The impression-hungry 2012 political campaigns have already gotten wind of SocialVibe’s success and have begun experimenting in key battleground states. On average, users spend over a minute with each political ad, a whopping 85% complete the entire engagement, and 65% click through to the candidate’s website or issue page.
A Model for the Post-Scarcity Economy
“Many websites, many of the small content sites are absolutely dying because their business plan was based on a [cost per impression] rate that was unsustainable in a world of unlimited capacity,” says Samit.
Advertising in the previous century, he contends, was based on a world of few television channels and limited magazine pages; the flood of Internet content washed away the scarcity model propping up high advertising rates, threatening the financial viability of many media industries, from news outlets to television (like Hulu).

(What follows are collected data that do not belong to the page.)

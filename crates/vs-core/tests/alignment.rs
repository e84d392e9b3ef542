//! Integration tests: alignment detection and snapping over whole scenes.

use vs_core::geometry::{detect_alignment, snap_offset_from_guides};
use vs_core::{Alignment, Axis, Bounds, ObjectId};

fn lines(guides: &[vs_core::AlignmentGuide]) -> Vec<(Axis, Alignment)> {
    guides.iter().map(|g| (g.axis, g.alignment)).collect()
}

#[test]
fn detection_is_symmetric() {
    let a = (ObjectId::intern("align_a"), Bounds::new(9.7, 40.0, 20.0, 20.0));
    let b = (ObjectId::intern("align_b"), Bounds::new(10.0, 0.0, 20.0, 20.0));

    let a_moving = detect_alignment(&a.1, &[b], 5.0);
    let b_moving = detect_alignment(&b.1, &[a], 5.0);

    assert_eq!(lines(&a_moving), lines(&b_moving));
    for (ga, gb) in a_moving.iter().zip(&b_moving) {
        assert!((ga.position - gb.position).abs() < 5.0);
        assert_eq!(ga.targets.as_slice(), &[b.0]);
        assert_eq!(gb.targets.as_slice(), &[a.0]);
    }
}

#[test]
fn exact_coincidence_reports_the_same_position() {
    let a = (ObjectId::intern("align_exact_a"), Bounds::new(0.0, 0.0, 10.0, 10.0));
    let b = (ObjectId::intern("align_exact_b"), Bounds::new(0.0, 50.0, 10.0, 10.0));
    let forward = detect_alignment(&a.1, &[b], 5.0);
    let backward = detect_alignment(&b.1, &[a], 5.0);
    let positions = |g: &[vs_core::AlignmentGuide]| g.iter().map(|g| g.position).collect::<Vec<_>>();
    assert_eq!(positions(&forward), positions(&backward));
    assert_eq!(positions(&forward), vec![0.0, 5.0, 10.0]);
}

#[test]
fn scenario_left_edge_snaps_to_neighbour() {
    let other = (ObjectId::intern("align_other"), Bounds::new(10.0, 200.0, 20.0, 20.0));
    let moving = Bounds::new(9.7, 10.0, 20.0, 20.0);

    let guides = detect_alignment(&moving, &[other], 5.0);
    let first = &guides[0];
    assert_eq!(first.axis, Axis::Vertical);
    assert_eq!(first.alignment, Alignment::Left);
    assert_eq!(first.position, 10.0);

    let (dx, dy) = snap_offset_from_guides(&moving, &guides);
    assert!((moving.x + dx - 10.0).abs() < 1e-9);
    assert_eq!(dy, 0.0);
}

#[test]
fn guides_from_many_objects_merge() {
    let moving = Bounds::new(0.0, 0.0, 10.0, 10.0);
    let others = [
        (ObjectId::intern("align_m1"), Bounds::new(0.5, 100.0, 30.0, 30.0)),
        (ObjectId::intern("align_m2"), Bounds::new(0.2, 200.0, 40.0, 40.0)),
    ];
    let guides = detect_alignment(&moving, &others, 2.0);
    let left = guides
        .iter()
        .find(|g| g.alignment == Alignment::Left)
        .expect("left guide");
    assert_eq!(left.position, 0.5);
    assert_eq!(left.targets.as_slice(), &[others[0].0, others[1].0]);
}
//! Multi-selection as an ordered id list treated as a set.
//!
//! The free functions are pure: they take the current ids and return the
//! next ones. [`Selection`] wraps them with a primary (single-selection)
//! field and the pruning that keeps dead ids from leaking out.

use crate::id::ObjectId;
use serde::{Deserialize, Serialize};

/// In multi-select mode remove `id` if present, otherwise append it.
/// In single mode the result is just `[id]`.
pub fn toggle(selection: &[ObjectId], id: ObjectId, multi: bool) -> Vec<ObjectId> {
    if !multi {
        return select_single(id);
    }
    if selection.contains(&id) {
        remove(selection, id)
    } else {
        add(selection, id)
    }
}

/// Append `id` unless it is already selected.
pub fn add(selection: &[ObjectId], id: ObjectId) -> Vec<ObjectId> {
    let mut next = selection.to_vec();
    if !next.contains(&id) {
        next.push(id);
    }
    next
}

pub fn remove(selection: &[ObjectId], id: ObjectId) -> Vec<ObjectId> {
    selection.iter().copied().filter(|s| *s != id).collect()
}

pub fn select_single(id: ObjectId) -> Vec<ObjectId> {
    vec![id]
}

pub fn select_all(ids: impl IntoIterator<Item = ObjectId>) -> Vec<ObjectId> {
    ids.into_iter().fold(Vec::new(), |acc, id| add(&acc, id))
}

pub fn clear() -> Vec<ObjectId> {
    Vec::new()
}

#[derive(Debug, Clone, Default, PartialEq, Serialize, Deserialize)]
pub struct Selection {
    ids: Vec<ObjectId>,
    /// Most recently singled-out object, if it is still selected.
    primary: Option<ObjectId>,
}

impl Selection {
    pub fn new() -> Self {
        Self::default()
    }

    pub fn ids(&self) -> &[ObjectId] {
        &self.ids
    }

    pub fn primary(&self) -> Option<ObjectId> {
        self.primary
    }

    pub fn len(&self) -> usize {
        self.ids.len()
    }

    pub fn is_empty(&self) -> bool {
        self.ids.is_empty()
    }

    pub fn contains(&self, id: ObjectId) -> bool {
        self.ids.contains(&id)
    }

    pub fn toggle(&mut self, id: ObjectId, multi: bool) {
        self.set(toggle(&self.ids, id, multi));
        if self.contains(id) {
            self.primary = Some(id);
        }
    }

    pub fn add(&mut self, id: ObjectId) {
        self.set(add(&self.ids, id));
    }

    pub fn remove(&mut self, id: ObjectId) {
        self.set(remove(&self.ids, id));
    }

    pub fn select_single(&mut self, id: ObjectId) {
        self.ids = select_single(id);
        self.primary = Some(id);
    }

    pub fn select_all(&mut self, ids: impl IntoIterator<Item = ObjectId>) {
        self.set(select_all(ids));
    }

    pub fn clear(&mut self) {
        self.ids = clear();
        self.primary = None;
    }

    /// Replace the whole set, keeping `primary` only if it survives.
    pub fn set(&mut self, ids: Vec<ObjectId>) {
        self.ids = ids;
        self.primary = match self.primary {
            Some(p) if self.ids.contains(&p) => Some(p),
            _ if self.ids.len() == 1 => self.ids.first().copied(),
            _ => None,
        };
    }

    /// Drop ids for which `exists` is false. Returns how many were dropped.
    pub fn prune(&mut self, exists: impl Fn(ObjectId) -> bool) -> usize {
        let before = self.ids.len();
        let live: Vec<ObjectId> = self.ids.iter().copied().filter(|id| exists(*id)).collect();
        let dropped = before - live.len();
        if dropped > 0 {
            log::debug!("pruned {dropped} stale selection id(s)");
            self.set(live);
        }
        dropped
    }

    /// Read-side healing: only ids that still exist, without mutating.
    pub fn live_ids(&self, exists: impl Fn(ObjectId) -> bool) -> Vec<ObjectId> {
        self.ids.iter().copied().filter(|id| exists(*id)).collect()
    }
}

SocialVibe’s innovation is to leverage an abundance of information to create hyper-targeted ads, encourage sharing with social good and personalized content, and give freedom to consumers.
For starters, SocialVibe ads only appear when users are naturally interrupted by the service itself. “We’re not interrupting your day,” says Samit. “You’re at a point where you can either take out your credit card or you can stop listening to music; we give you a third option.”
As a result, SocialVibe makes brands look like heroes, swooping down in the nick of time to save users from spending their hard-earned money. “They think beyond the world of disruptive advertising,” says Singh, whereby the consumer can “appreciate the role that we’re playing.” In other words, Pepsi gets kudos for giving users free services.
The alternative has been, thus far, to come up with flashy, attention-seeking ads that come between the user and their information. “Let’s pretend for a second that [flashy ads] did get them to click so you could get paid, does that really ingratiate you to the brand, by annoying your customer?” Samit asks, in an exasperated rant.
While users may be reluctant to spam their network with advertisements, SocialVibe’s engagements typically include two elements that are more socially acceptable to share over Facebook and Twitter: individual expression and social good.
Many ads provide elementary ways to remix videos, interact with characters, or promote a cause. For the Kea Soul (pictured below), users splice their own music video together from a simple video editing engagement, and are encouraged to share their critter-filled creation with friends (play with the ad here).
Like expression, sharing philanthropic causes with friends is more socially acceptable; SocialVibe ads often gives users the option of giving to charity, as opposed to, say, buying more virtual seeds for FarmVille.
Indeed, originally, SocialVibe was exclusively a charitable marketing brand, but found that a for-profit model could dramatically increase their user base, and, ultimately, the slice of users giving to charity (like other brands we’ve profiled). The charitable bent has been a nice boost for Pepsi, whose Refresh campaign has bet big on social good advertising (try Pepsi’s engagement here, or check out the fully gallery of social good ads here).
More than just cheap services
Samit, who has been at the helm of many digital watersheds, from negotiating with Steve Jobs over iTunes, to having the original leader in college social networks, animalhouse.com, is optimistic that user attention will be a valuable enough currency to pay for more than just entertainment. “Your mortgage is digital, your health insurance is digital, your credit card bill is digital,” he predicts, and “all of these things can be whittled down with a virtual currency and a value exchange.”